What's more is that usability of software is hardly ever a concern in academia, in spite of the fact that usable software may attract more citations, thereby increasing the academic prestige of its author. An often-mentioned example of this effect in practice is Word2vec, the paper of which boasts with 1305 citations according to Google Scholar. Indeed, it would be a felicitous turn if we reconsidered the usability of academic software as a valuable proxy that increases citation numbers.

A great benefit that comes with reproducible and usable software is extensibility.

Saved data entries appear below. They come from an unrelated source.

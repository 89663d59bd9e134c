//! User accounts managed through the auth endpoints

use crate::error::ApiResult;
use crate::state::AppState;
use axum::{
    extract::{Path, State, rejection::JsonRejection},
    http::StatusCode,
    response::Json,
};
use serde::Deserialize;
use std::sync::Arc;
use tracing::info;
use venue_backend::endpoints::{CreatedUser, NewUser};

/// Account created from the user form
#[derive(Debug, Clone, Deserialize)]
pub struct CreateAccountRequest {
    /// Login email
    pub email: String,
    /// Display name
    pub name: String,
    /// Initial password; the endpoint generates one when absent
    #[serde(default)]
    pub password: Option<String>,
    /// Phone number
    #[serde(default)]
    pub phone: Option<String>,
    /// Role stored on the profile
    #[serde(default)]
    pub role: Option<String>,
    /// Subscription plan
    #[serde(default)]
    pub subscription_plan: Option<String>,
}

impl CreateAccountRequest {
    fn into_new_user(self, min_password: usize) -> venue_core::Result<NewUser> {
        let email = self.email.trim().to_lowercase();
        if !validator::ValidateEmail::validate_email(&email) {
            return Err(venue_core::Error::validation("email", "email is not valid"));
        }
        let name = self.name.trim().to_string();
        if name.is_empty() {
            return Err(venue_core::Error::validation("name", "name is required"));
        }
        let password = self.password;
        if let Some(ref password) = password
            && password.chars().count() < min_password
        {
            return Err(venue_core::Error::validation(
                "password",
                format!("password must be at least {min_password} characters"),
            ));
        }

        Ok(NewUser {
            email,
            password,
            name,
            phone: self.phone,
            role: self.role,
            subscription_plan: self.subscription_plan,
            corporate_id: None,
        })
    }
}

/// Create an auth user and its profile
pub async fn create_account(
    State(state): State<Arc<AppState>>,
    body: Result<Json<CreateAccountRequest>, JsonRejection>,
) -> ApiResult<(StatusCode, Json<CreatedUser>)> {
    let Json(request) = body?;
    let user = request.into_new_user(state.config.provisioning.min_password_length)?;
    let created = state.endpoints.create_user(&user).await?;
    Ok((StatusCode::CREATED, Json(created)))
}

/// Delete an auth user and its profile
pub async fn delete_account(
    State(state): State<Arc<AppState>>,
    Path(id): Path<String>,
) -> ApiResult<StatusCode> {
    state.endpoints.delete_user(&id).await?;
    info!(user = %id, "Deleted account");
    Ok(StatusCode::NO_CONTENT)
}

#[cfg(test)]
mod tests {
    use super::*;
    use pretty_assertions::assert_eq;

    fn request(email: &str, password: Option<&str>) -> CreateAccountRequest {
        CreateAccountRequest {
            email: email.to_string(),
            name: " Asha ".to_string(),
            password: password.map(String::from),
            phone: None,
            role: None,
            subscription_plan: None,
        }
    }

    #[test]
    fn test_account_is_normalized() {
        let user = request(" Asha@Acme.test ", Some("longenough"))
            .into_new_user(6)
            .unwrap();
        assert_eq!(user.email, "asha@acme.test");
        assert_eq!(user.name, "Asha");
    }

    #[test]
    fn test_account_rejects_bad_input() {
        assert!(request("not-an-email", None).into_new_user(6).is_err());
        assert!(request("a@acme.test", Some("abc")).into_new_user(6).is_err());
    }

    #[test]
    fn test_account_password_rules() {
        assert!(request("a@acme.test", Some("")).into_new_user(6).is_err());
        assert!(request("a@acme.test", None).into_new_user(6).is_ok());
    }
}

Ted Pedersen argues that there's “a very happy side-effect that comes from creating releasable code—you will be more efficient in producing new work of your own since you can easily reproduce and extend your own results.” Nonetheless, even though software may be both reproducible and usable, extending a code base without tests may be like building on quicksand. This is usually an opportunity for refactoring. For example, the feature to be extended can be first covered with tests that document its expected behaviour, as Nell Shamrell-Harrington suggests in surgical refactoring. The subsequent feature extension must not break these tests, unless the expected behaviour should change. I think adopting this approach can do a great good to the continuity of academic development.

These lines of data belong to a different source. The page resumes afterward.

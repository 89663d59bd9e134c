//! Facility labels and the synonym table used to match historical spellings

/// Canonical facility labels in display order
pub const FACILITIES: &[&str] = &[
    "Wi-Fi",
    "Parking",
    "Valet Parking",
    "Wheelchair Accessible",
    "Air Conditioning",
    "Outdoor Seating",
    "Live Music",
    "Pet Friendly",
    "Card Payment",
    "Smoking Area",
    "Kids Play Area",
    "Private Dining",
    "Home Delivery",
    "Takeaway",
    "Bar",
];

/// Variant spellings found in stored rows, keyed by their normalized form
const SYNONYMS: &[(&str, &str)] = &[
    ("wifi", "Wi-Fi"),
    ("freewifi", "Wi-Fi"),
    ("wireless", "Wi-Fi"),
    ("wifiavailable", "Wi-Fi"),
    ("internet", "Wi-Fi"),
    ("parking", "Parking"),
    ("carparking", "Parking"),
    ("freeparking", "Parking"),
    ("parkingavailable", "Parking"),
    ("valet", "Valet Parking"),
    ("valetparking", "Valet Parking"),
    ("wheelchair", "Wheelchair Accessible"),
    ("wheelchairaccessible", "Wheelchair Accessible"),
    ("wheelchairaccess", "Wheelchair Accessible"),
    ("accessible", "Wheelchair Accessible"),
    ("ac", "Air Conditioning"),
    ("aircon", "Air Conditioning"),
    ("airconditioned", "Air Conditioning"),
    ("airconditioning", "Air Conditioning"),
    ("outdoor", "Outdoor Seating"),
    ("outdoorseating", "Outdoor Seating"),
    ("alfresco", "Outdoor Seating"),
    ("livemusic", "Live Music"),
    ("music", "Live Music"),
    ("petfriendly", "Pet Friendly"),
    ("petsallowed", "Pet Friendly"),
    ("cardpayment", "Card Payment"),
    ("cardsaccepted", "Card Payment"),
    ("cardaccepted", "Card Payment"),
    ("creditcard", "Card Payment"),
    ("smokingarea", "Smoking Area"),
    ("smokingzone", "Smoking Area"),
    ("smoking", "Smoking Area"),
    ("kidsplayarea", "Kids Play Area"),
    ("kidsarea", "Kids Play Area"),
    ("playarea", "Kids Play Area"),
    ("privatedining", "Private Dining"),
    ("privateroom", "Private Dining"),
    ("homedelivery", "Home Delivery"),
    ("delivery", "Home Delivery"),
    ("takeaway", "Takeaway"),
    ("takeout", "Takeaway"),
    ("bar", "Bar"),
    ("fullbar", "Bar"),
];

/// Lowercase and keep only alphanumerics, so `"Wi-Fi"`, `"wifi"` and `"WI FI"` agree
#[must_use]
pub fn normalize_key(input: &str) -> String {
    input
        .chars()
        .filter(|c| c.is_alphanumeric())
        .flat_map(char::to_lowercase)
        .collect()
}

/// Canonical label for any known spelling
#[must_use]
pub fn canonical_label(input: &str) -> Option<&'static str> {
    let key = normalize_key(input);
    if key.is_empty() {
        return None;
    }
    FACILITIES
        .iter()
        .copied()
        .find(|label| normalize_key(label) == key)
        .or_else(|| {
            SYNONYMS
                .iter()
                .find(|(variant, _)| *variant == key)
                .map(|(_, label)| *label)
        })
}

/// Facilities selected on a listing
///
/// Entries that match no known facility are kept verbatim so saving the form
/// never drops data an older client wrote.
#[derive(Debug, Clone, Default, PartialEq, Eq)]
pub struct FacilitySet {
    known: Vec<&'static str>,
    unknown: Vec<String>,
}

impl FacilitySet {
    /// Build from stored free text
    #[must_use]
    pub fn from_stored<S: AsRef<str>>(stored: &[S]) -> Self {
        let mut set = Self::default();
        for entry in stored {
            let entry = entry.as_ref().trim();
            if entry.is_empty() {
                continue;
            }
            match canonical_label(entry) {
                Some(label) if !set.known.contains(&label) => set.known.push(label),
                Some(_) => {}
                None => {
                    let key = normalize_key(entry);
                    if !set.unknown.iter().any(|u| normalize_key(u) == key) {
                        set.unknown.push(entry.to_string());
                    }
                }
            }
        }
        set
    }

    /// Whether the facility (any spelling) is selected
    #[must_use]
    pub fn is_checked(&self, label: &str) -> bool {
        match canonical_label(label) {
            Some(canonical) => self.known.contains(&canonical),
            None => {
                let key = normalize_key(label);
                self.unknown.iter().any(|u| normalize_key(u) == key)
            }
        }
    }

    /// Flip a facility; returns whether it is selected afterwards
    pub fn toggle(&mut self, label: &str) -> bool {
        if let Some(canonical) = canonical_label(label) {
            if let Some(pos) = self.known.iter().position(|l| *l == canonical) {
                self.known.remove(pos);
                false
            } else {
                self.known.push(canonical);
                true
            }
        } else {
            let key = normalize_key(label);
            if key.is_empty() {
                return false;
            }
            let before = self.unknown.len();
            self.unknown.retain(|u| normalize_key(u) != key);
            if self.unknown.len() == before {
                self.unknown.push(label.trim().to_string());
                true
            } else {
                false
            }
        }
    }

    /// Selected labels: canonical ones in display order, then unknown entries
    #[must_use]
    pub fn labels(&self) -> Vec<String> {
        FACILITIES
            .iter()
            .filter(|label| self.known.contains(label))
            .map(|label| (*label).to_string())
            .chain(self.unknown.iter().cloned())
            .collect()
    }

    /// Value to write back to storage
    #[must_use]
    pub fn into_storage(self) -> Vec<String> {
        self.labels()
    }

    /// Number of selected facilities
    #[must_use]
    pub fn len(&self) -> usize {
        self.known.len() + self.unknown.len()
    }

    /// Nothing selected
    #[must_use]
    pub fn is_empty(&self) -> bool {
        self.len() == 0
    }
}

#[cfg(test)]
#[allow(clippy::missing_panics_doc)]
mod tests {
    use super::*;
    use pretty_assertions::assert_eq;
    use proptest::prelude::*;
    use rstest::rstest;

    #[rstest]
    #[case("Wi-Fi", "wifi")]
    #[case("  WI FI!! ", "wifi")]
    #[case("Kids' Play-Area", "kidsplayarea")]
    #[case("", "")]
    fn test_normalize_key(#[case] input: &str, #[case] expected: &str) {
        assert_eq!(normalize_key(input), expected);
    }

    #[rstest]
    #[case("wifi", Some("Wi-Fi"))]
    #[case("Free WiFi", Some("Wi-Fi"))]
    #[case("A/C", Some("Air Conditioning"))]
    #[case("air-conditioned", Some("Air Conditioning"))]
    #[case("Take Out", Some("Takeaway"))]
    #[case("Rooftop", None)]
    #[case("---", None)]
    fn test_canonical_label(#[case] input: &str, #[case] expected: Option<&str>) {
        assert_eq!(canonical_label(input), expected);
    }

    #[test]
    fn test_every_synonym_maps_to_a_listed_label() {
        for (variant, label) in SYNONYMS {
            assert!(FACILITIES.contains(label), "{label} missing from FACILITIES");
            assert_eq!(normalize_key(variant), *variant, "{variant} is not normalized");
        }
    }

    #[test]
    fn test_historical_data_renders_checked() {
        let set = FacilitySet::from_stored(&["wifi", "Car Parking", "AC", "Rooftop", "WIFI"]);

        assert!(set.is_checked("Wi-Fi"));
        assert!(set.is_checked("Parking"));
        assert!(set.is_checked("Air Conditioning"));
        assert!(set.is_checked("rooftop"));
        assert!(!set.is_checked("Bar"));
        assert_eq!(
            set.labels(),
            vec!["Wi-Fi", "Parking", "Air Conditioning", "Rooftop"]
        );
    }

    #[test]
    fn test_toggle_removes_every_spelling() {
        let mut set = FacilitySet::from_stored(&["Free WiFi"]);
        assert!(!set.toggle("wi-fi"));
        assert!(!set.is_checked("Wi-Fi"));
        assert!(set.is_empty());
    }

    #[test]
    fn test_toggle_unknown_entries() {
        let mut set = FacilitySet::default();
        assert!(set.toggle(" Rooftop "));
        assert!(set.is_checked("ROOFTOP"));
        assert!(!set.toggle("rooftop"));
        assert!(set.is_empty());
        assert!(!set.toggle("  "));
    }

    proptest! {
        #[test]
        fn prop_toggling_any_variant_checks_canonical(index in 0..SYNONYMS.len()) {
            let (variant, label) = SYNONYMS[index];
            let mut set = FacilitySet::default();
            prop_assert!(set.toggle(variant));
            prop_assert!(set.is_checked(label));
            prop_assert_eq!(set.labels(), vec![label.to_string()]);
        }

        #[test]
        fn prop_from_stored_is_idempotent(entries in proptest::collection::vec("[A-Za-z -]{0,12}", 0..8)) {
            let once = FacilitySet::from_stored(&entries);
            let twice = FacilitySet::from_stored(&once.labels());
            prop_assert_eq!(once.labels(), twice.labels());
        }
    }
}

Finally, there's also an economic argument to make for ‘poor-quality’ academic software. If software developed in the academia achieved production quality, it would constitute a competition to software produced in the private sector. Since academia is a part of the public sector, academic endeavours are financed mostly from the public funds. Hence such competition with commercial software can be considered unfair. Dennis Polhill argues that “unfair competition exists when a government or quasi-government entity takes advantage of its tax exemption and other privileges to supply private goods to the market in competition with private suppliers.” Following this line of thought, the public sector should not subsidize the development of software that is commercially viable and can be built by private companies. Instead of developing working solutions, academia can try and test new prototypes. If released openly, this proof-of-concept work can be then adopted in the private sector and grown into commercial products.

Eventually, when exploring my thoughts on academia-driven development, I realized that I'm torn between settling for the current status quo and pushing for emancipating software with publications. While I'm stuck figuring this out, there are laudable initiatives, such as Semantic Web Developers, which organizes regular conference workshops that showcase semantic web software and incite conversations about the status of software in academia. Let's see how these conversations pan out.